Minister of Health and Indigenous Medicine and Probation and Childcare Services, Northern Province
- Incumbent
- Assumed office 23 August 2017
- Preceded by: P. Sathiyalingam

Member of the Northern Provincial Council for Mannar District
- Incumbent
- Assumed office 14 October 2013

Personal details
- Party: Tamil Eelam Liberation Organization
- Other political affiliations: Tamil National Alliance
- Profession: Physician
- Ethnicity: Sri Lankan Tamil

= G. Gunaseelan =

Sri Lankan politician

Gnanaseelan Gunaseelan is a Sri Lankan Tamil physician, politician and provincial minister.

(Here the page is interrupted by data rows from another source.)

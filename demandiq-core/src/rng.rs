//! Deterministic RNG hierarchy.
//!
//! A master seed is expanded into sub-seeds for each `(stream, index)` pair,
//! e.g. `("tree", round)` for the boosting rounds or `("synthetic", 0)` for a
//! keyword's mock series. Sub-seeds come from BLAKE3 hashing, so a stream's
//! numbers do not depend on how many other streams were drawn before it.

use rand::rngs::StdRng;
use rand::SeedableRng;

#[derive(Debug, Clone)]
pub struct RngHierarchy {
    master_seed: u64,
}

impl RngHierarchy {
    pub fn new(master_seed: u64) -> Self {
        Self { master_seed }
    }

    /// Master seed derived from arbitrary bytes (a keyword, a file name).
    pub fn from_label(label: &str) -> Self {
        let hash = blake3::hash(label.as_bytes());
        let mut bytes = [0u8; 8];
        bytes.copy_from_slice(&hash.as_bytes()[..8]);
        Self::new(u64::from_le_bytes(bytes))
    }

    pub fn master_seed(&self) -> u64 {
        self.master_seed
    }

    /// Derive a deterministic sub-seed for `(stream, index)`.
    pub fn sub_seed(&self, stream: &str, index: u64) -> u64 {
        let mut hasher = blake3::Hasher::new();
        hasher.update(&self.master_seed.to_le_bytes());
        hasher.update(stream.as_bytes());
        hasher.update(&index.to_le_bytes());
        let hash = hasher.finalize();
        let mut bytes = [0u8; 8];
        bytes.copy_from_slice(&hash.as_bytes()[..8]);
        u64::from_le_bytes(bytes)
    }

    /// Seeded `StdRng` for `(stream, index)`.
    pub fn rng_for(&self, stream: &str, index: u64) -> StdRng {
        StdRng::seed_from_u64(self.sub_seed(stream, index))
    }
}
//! Dashboard KPIs over the cached series.

use chrono::NaiveDate;
use serde::{Deserialize, Serialize};

use demandiq_core::HistoricalPoint;

use crate::cache::SeriesCache;
use crate::data_loader::DataError;

#[derive(Debug, Clone, Default, PartialEq, Serialize, Deserialize)]
pub struct DashboardKpis {
    pub total_keywords_tracked: usize,
    pub highest_interest_keyword: Option<String>,
    pub highest_interest_value: Option<f64>,
    pub most_recent_peak_date: Option<NaiveDate>,
}

/// KPIs from `(keyword, series)` pairs.
///
/// The peak is the single highest value across every series. Ties go to the
/// later date, then to the alphabetically first keyword.
pub fn kpis_from_series<'a, I>(series: I) -> DashboardKpis
where
    I: IntoIterator<Item = (&'a str, &'a [HistoricalPoint])>,
{
    let mut kpis = DashboardKpis::default();
    let mut peak: Option<(&str, HistoricalPoint)> = None;

    for (keyword, points) in series {
        kpis.total_keywords_tracked += 1;
        for point in points.iter().filter(|p| p.is_usable()) {
            let better = match &peak {
                None => true,
                Some((best_kw, best)) => {
                    point.value > best.value
                        || (point.value == best.value
                            && (point.date > best.date
                                || (point.date == best.date && keyword < *best_kw)))
                }
            };
            if better {
                peak = Some((keyword, *point));
            }
        }
    }

    if let Some((keyword, point)) = peak {
        kpis.highest_interest_keyword = Some(keyword.to_string());
        kpis.highest_interest_value = Some(point.value);
        kpis.most_recent_peak_date = Some(point.date);
    }
    kpis
}

/// KPIs over every term in `cache`. Terms whose series cannot be read count
/// as tracked but contribute no peak.
pub fn compute_kpis(cache: &SeriesCache) -> Result<DashboardKpis, DataError> {
    let keywords = cache.keywords()?;
    let mut loaded = Vec::with_capacity(keywords.len());
    for keyword in keywords {
        let points = cache.load(&keyword)?.unwrap_or_default();
        loaded.push((keyword, points));
    }
    Ok(kpis_from_series(
        loaded.iter().map(|(k, p)| (k.as_str(), p.as_slice())),
    ))
}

Gunaseelan was Medical Officer of Health (MOH) for Manthai West and Madhu.

Gunaseelan contested the 2013 provincial council election as one of the Tamil National Alliance's candidates in Mannar District and was elected to the Northern Provincial Council. After the election he was appointed to assist the Minister of Health and Indigenous Medicine on food supply. He took his oath as provincial councillor in front of Chief Minister C. V. Vigneswaran at his residence in Colombo on 14 October 2013.

Sarveswaran was sworn in as Minister of Health and Indigenous Medicine and Probation and Childcare Services in front of Governor Reginald Cooray on 23 August 2017.